Work item
Sift through the material below and return the lines with "anyOf".
--- Provided records Enclosed Below ---
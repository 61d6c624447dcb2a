//! Chart synchronization port trait.

use crate::domain::clock::ReplayState;
use crate::domain::ledger::LedgerSnapshot;
use crate::domain::session::TickEvent;

/// Outward-facing observer for a chart surface (or any other renderer).
///
/// The session calls `bar_reached` only after a tick's exits are fully
/// applied, so implementations never see a partial view. The engine never
/// queries rendering state back; diffing against what was previously drawn
/// is entirely the adapter's concern.
pub trait ChartSyncPort {
    /// The cursor advanced (timer tick or manual step).
    fn bar_reached(&mut self, event: &TickEvent);

    /// State changed without an advance: placement, manual close, flatten,
    /// seek, restart.
    fn repaint(&mut self, snapshot: &LedgerSnapshot, replay: &ReplayState);
}
//! Simulated trade records.

use chrono::{DateTime, Utc};
use serde::{Deserialize, Serialize};
use std::fmt;

/// Ledger-assigned trade identifier.
#[derive(Debug, Clone, Copy, PartialEq, Eq, Hash, Serialize, Deserialize)]
pub struct TradeId(pub u64);

impl fmt::Display for TradeId {
    fn fmt(&self, f: &mut fmt::Formatter<'_>) -> fmt::Result {
        write!(f, "#{}", self.0)
    }
}

#[derive(Debug, Clone, Copy, PartialEq, Eq, Serialize, Deserialize)]
pub enum TradeSide {
    Buy,
    Sell,
}

impl TradeSide {
    /// +1 for Buy, -1 for Sell; the sign of price exposure.
    pub fn direction(&self) -> f64 {
        match self {
            TradeSide::Buy => 1.0,
            TradeSide::Sell => -1.0,
        }
    }
}

impl fmt::Display for TradeSide {
    fn fmt(&self, f: &mut fmt::Formatter<'_>) -> fmt::Result {
        match self {
            TradeSide::Buy => write!(f, "buy"),
            TradeSide::Sell => write!(f, "sell"),
        }
    }
}

/// How a trade left the book.
#[derive(Debug, Clone, Copy, PartialEq, Eq, Serialize, Deserialize)]
pub enum ExitReason {
    StopLoss,
    TakeProfit,
    Flatten,
    Manual,
}

impl fmt::Display for ExitReason {
    fn fmt(&self, f: &mut fmt::Formatter<'_>) -> fmt::Result {
        match self {
            ExitReason::StopLoss => write!(f, "stop-loss"),
            ExitReason::TakeProfit => write!(f, "take-profit"),
            ExitReason::Flatten => write!(f, "flatten"),
            ExitReason::Manual => write!(f, "manual"),
        }
    }
}

/// A simulated trade. Open until the exit fields are populated, then
/// immutable. Owned exclusively by the ledger; callers get clones.
#[derive(Debug, Clone, PartialEq, Serialize, Deserialize)]
pub struct Trade {
    pub id: TradeId,
    pub side: TradeSide,
    pub quantity: f64,
    pub entry_price: f64,
    pub entry_time: DateTime<Utc>,
    pub stop_loss: Option<f64>,
    pub take_profit: Option<f64>,
    pub exit_price: Option<f64>,
    pub exit_time: Option<DateTime<Utc>>,
    pub exit_reason: Option<ExitReason>,
    pub realized_pnl: Option<f64>,
}

impl Trade {
    pub fn is_open(&self) -> bool {
        self.exit_price.is_none()
    }

    /// Mark-to-market P&L at a given price. Zero once closed.
    pub fn unrealized_pnl(&self, mark_price: f64) -> f64 {
        if !self.is_open() {
            return 0.0;
        }
        self.side.direction() * (mark_price - self.entry_price) * self.quantity
    }

    /// Signed P&L for an exit at the given price.
    pub fn pnl_at(&self, exit_price: f64) -> f64 {
        self.side.direction() * (exit_price - self.entry_price) * self.quantity
    }
}
//! Configuration validation.
//!
//! Validates all config fields before a replay run starts.

use chrono::{DateTime, Utc};

use crate::domain::error::ReplayError;
use crate::domain::script::{self, ScriptedAction};
use crate::ports::config_port::ConfigPort;

pub fn validate_data_config(config: &dyn ConfigPort) -> Result<(), ReplayError> {
    validate_dir(config)?;
    validate_symbol(config)?;
    validate_timeframe(config)?;
    validate_range(config)?;
    Ok(())
}

pub fn validate_replay_config(config: &dyn ConfigPort) -> Result<(), ReplayError> {
    validate_interval(config)?;
    validate_speed(config)?;
    validate_start_point(config)?;
    Ok(())
}

/// Parse every numbered `[script]` action (`action1`, `action2`, ...),
/// stopping at the first missing key. Returned sorted by bar index, stable
/// for actions on the same bar.
pub fn collect_script_actions(
    config: &dyn ConfigPort,
) -> Result<Vec<ScriptedAction>, ReplayError> {
    let mut actions = Vec::new();
    for i in 1.. {
        let key = format!("action{i}");
        match config.get_string("script", &key) {
            None => break,
            Some(line) => actions.push(script::parse(&line)?),
        }
    }
    actions.sort_by_key(|a| a.bar);
    Ok(actions)
}

pub fn validate_script_config(config: &dyn ConfigPort) -> Result<(), ReplayError> {
    collect_script_actions(config).map(|_| ())
}

/// Parse an RFC 3339 timestamp from a config value.
pub fn parse_timestamp(
    value: &str,
    section: &str,
    key: &str,
) -> Result<DateTime<Utc>, ReplayError> {
    DateTime::parse_from_rfc3339(value)
        .map(|dt| dt.with_timezone(&Utc))
        .map_err(|_| ReplayError::ConfigInvalid {
            section: section.to_string(),
            key: key.to_string(),
            reason: "invalid timestamp (expected RFC 3339, e.g. 2024-01-02T09:30:00Z)".into(),
        })
}

fn require_string(
    config: &dyn ConfigPort,
    section: &str,
    key: &str,
) -> Result<String, ReplayError> {
    match config.get_string(section, key) {
        Some(s) if !s.trim().is_empty() => Ok(s),
        _ => Err(ReplayError::ConfigMissing {
            section: section.to_string(),
            key: key.to_string(),
        }),
    }
}

fn validate_dir(config: &dyn ConfigPort) -> Result<(), ReplayError> {
    require_string(config, "data", "dir").map(|_| ())
}

fn validate_symbol(config: &dyn ConfigPort) -> Result<(), ReplayError> {
    require_string(config, "data", "symbol").map(|_| ())
}

fn validate_timeframe(config: &dyn ConfigPort) -> Result<(), ReplayError> {
    require_string(config, "data", "timeframe").map(|_| ())
}

fn validate_range(config: &dyn ConfigPort) -> Result<(), ReplayError> {
    let start_str = require_string(config, "data", "start")?;
    let end_str = require_string(config, "data", "end")?;

    let start = parse_timestamp(&start_str, "data", "start")?;
    let end = parse_timestamp(&end_str, "data", "end")?;

    if start >= end {
        return Err(ReplayError::ConfigInvalid {
            section: "data".to_string(),
            key: "start".to_string(),
            reason: "start must be before end".to_string(),
        });
    }
    Ok(())
}

fn validate_interval(config: &dyn ConfigPort) -> Result<(), ReplayError> {
    let value = config.get_int("replay", "interval_ms", 250);
    if value < 1 {
        return Err(ReplayError::ConfigInvalid {
            section: "replay".to_string(),
            key: "interval_ms".to_string(),
            reason: "interval_ms must be positive".to_string(),
        });
    }
    Ok(())
}

fn validate_speed(config: &dyn ConfigPort) -> Result<(), ReplayError> {
    let value = config.get_int("replay", "speed", 1);
    if value < 1 {
        return Err(ReplayError::ConfigInvalid {
            section: "replay".to_string(),
            key: "speed".to_string(),
            reason: "speed must be at least 1".to_string(),
        });
    }
    Ok(())
}

fn validate_start_point(config: &dyn ConfigPort) -> Result<(), ReplayError> {
    let start_index = config.get_int("replay", "start_index", 0);
    if start_index < 0 {
        return Err(ReplayError::ConfigInvalid {
            section: "replay".to_string(),
            key: "start_index".to_string(),
            reason: "start_index must be non-negative".to_string(),
        });
    }
    let random = config.get_bool("replay", "random_start", false);
    if random && config.get_string("replay", "start_index").is_some() {
        return Err(ReplayError::ConfigInvalid {
            section: "replay".to_string(),
            key: "random_start".to_string(),
            reason: "random_start and start_index are mutually exclusive".to_string(),
        });
    }
    Ok(())
}
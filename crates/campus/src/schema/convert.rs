//! Building schema descriptors from JSON Schema documents and sample values

use serde_json::Value as Json;

use super::{Schema, SchemaFields};
use crate::error::{CampusError, Result};
use crate::value::Value;

impl Schema {
    /// Convert a JSON-Schema-like document into a descriptor.
    ///
    /// Understood keywords:
    /// - `type: "object"` with `properties`
    /// - `type: "array"` with `items`
    /// - nullable forms: `type: ["string", "null"]`, and `anyOf` / `oneOf`
    ///   whose only non-null member is unwrapped
    ///
    /// Missing `properties` or `items` are treated as empty. Any other type
    /// is a scalar.
    ///
    /// # Errors
    ///
    /// Returns [`CampusError::Schema`] if a node is not a JSON object, or if
    /// `properties` / `items` have the wrong JSON type.
    pub fn from_json(document: &Json) -> Result<Schema> {
        convert_node(document, "")
    }

    /// Infer a descriptor from a sample response value.
    ///
    /// Maps become objects; a list becomes an array of the union of its map
    /// elements' fields (first occurrence wins), or an array of scalars when
    /// it holds no maps. Everything else is scalar.
    pub fn infer(sample: &Value) -> Schema {
        match sample {
            Value::Map(map) => Schema::Object(
                map.iter()
                    .map(|(k, v)| (k.clone(), Schema::infer(v)))
                    .collect(),
            ),
            Value::List(items) => {
                let mut merged: Option<SchemaFields> = None;
                for item in items.iter() {
                    if let Schema::Object(fields) = Schema::infer(item) {
                        let target = merged.get_or_insert_with(SchemaFields::new);
                        for (name, field) in fields {
                            target.entry(name).or_insert(field);
                        }
                    }
                }
                Schema::array_of(merged.map_or(Schema::Scalar, Schema::Object))
            }
            _ => Schema::Scalar,
        }
    }
}

fn convert_node(node: &Json, path: &str) -> Result<Schema> {
    let Json::Object(keywords) = node else {
        return Err(CampusError::schema(
            path,
            format!("expected a schema object, got {}", json_kind(node)),
        ));
    };

    for union_key in ["anyOf", "oneOf"] {
        if let Some(members) = keywords.get(union_key) {
            return convert_union(members, path, union_key);
        }
    }

    let ty = match keywords.get("type") {
        Some(Json::String(ty)) => Some(ty.as_str()),
        Some(Json::Array(types)) => types
            .iter()
            .filter_map(Json::as_str)
            .find(|ty| *ty != "null"),
        _ => None,
    };

    match ty {
        Some("object") => convert_properties(keywords.get("properties"), path),
        Some("array") => match keywords.get("items") {
            None => Ok(Schema::array_of(Schema::Scalar)),
            Some(items) => Ok(Schema::array_of(convert_node(items, path)?)),
        },
        // Untyped nodes with properties are objects
        None if keywords.contains_key("properties") => {
            convert_properties(keywords.get("properties"), path)
        }
        _ => Ok(Schema::Scalar),
    }
}

fn convert_properties(properties: Option<&Json>, path: &str) -> Result<Schema> {
    let properties = match properties {
        None | Some(Json::Null) => return Ok(Schema::Object(SchemaFields::new())),
        Some(Json::Object(properties)) => properties,
        Some(other) => {
            return Err(CampusError::schema(
                path,
                format!("`properties` must be an object, got {}", json_kind(other)),
            ))
        }
    };

    let mut fields = SchemaFields::new();
    for (name, property) in properties {
        let child_path = if path.is_empty() {
            name.clone()
        } else {
            format!("{path}.{name}")
        };
        fields.insert(name.clone(), convert_node(property, &child_path)?);
    }
    Ok(Schema::Object(fields))
}

fn convert_union(members: &Json, path: &str, keyword: &str) -> Result<Schema> {
    let Json::Array(members) = members else {
        return Err(CampusError::schema(
            path,
            format!("`{keyword}` must be an array, got {}", json_kind(members)),
        ));
    };

    let non_null: Vec<&Json> = members
        .iter()
        .filter(|m| m.get("type").and_then(Json::as_str) != Some("null"))
        .collect();

    match non_null.as_slice() {
        [only] => convert_node(only, path),
        // Heterogeneous unions have no single shape to expand
        _ => Ok(Schema::Scalar),
    }
}

fn json_kind(node: &Json) -> &'static str {
    match node {
        Json::Null => "null",
        Json::Bool(_) => "boolean",
        Json::Number(_) => "number",
        Json::String(_) => "string",
        Json::Array(_) => "array",
        Json::Object(_) => "object",
    }
}
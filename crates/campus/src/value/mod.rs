//! Value representation for form-field entries and query parameters

mod display;
mod impls;
mod json;

use indexmap::IndexMap;
use std::sync::Arc;

/// Key/value mapping held by [`Value::Map`].
///
/// Uses IndexMap so that iteration and serialization follow insertion
/// order; equality ignores that order.
pub type ValueMap = IndexMap<String, Value>;

/// A structured value as it travels through forms and API responses.
///
/// Values form a tagged union over primitives, ordered sequences and
/// key/value mappings. Heap parts are Arc-wrapped so clones are cheap and
/// re-fetched entities can be compared by content, not by identity.
///
/// Equality is deep: lists compare element-wise, maps compare entry-wise
/// regardless of key order, and numbers compare by numeric value
/// (`Int(1) == Float(1.0)`).
#[derive(Clone)]
pub enum Value {
    // ═══════════════════════════════════════════════════════════════════
    // Primitives
    // ═══════════════════════════════════════════════════════════════════
    /// Absent / JSON `null`
    Null,

    /// Boolean: `true` or `false`
    Bool(bool),

    /// 64-bit signed integer
    Int(i64),

    /// 64-bit floating point
    Float(f64),

    /// Heap-allocated string
    String(Arc<String>),

    // ═══════════════════════════════════════════════════════════════════
    // Compound
    // ═══════════════════════════════════════════════════════════════════
    /// Ordered sequence
    List(Arc<Vec<Value>>),

    /// String-keyed mapping (an entity such as a grade or a stream)
    Map(Arc<ValueMap>),
}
--- End of Enclosed Provided records ---
Answer to this exercise
    /// - nullable forms: `type: ["string", "null"]`, and `anyOf` / `oneOf`
    for union_key in ["anyOf", "oneOf"] {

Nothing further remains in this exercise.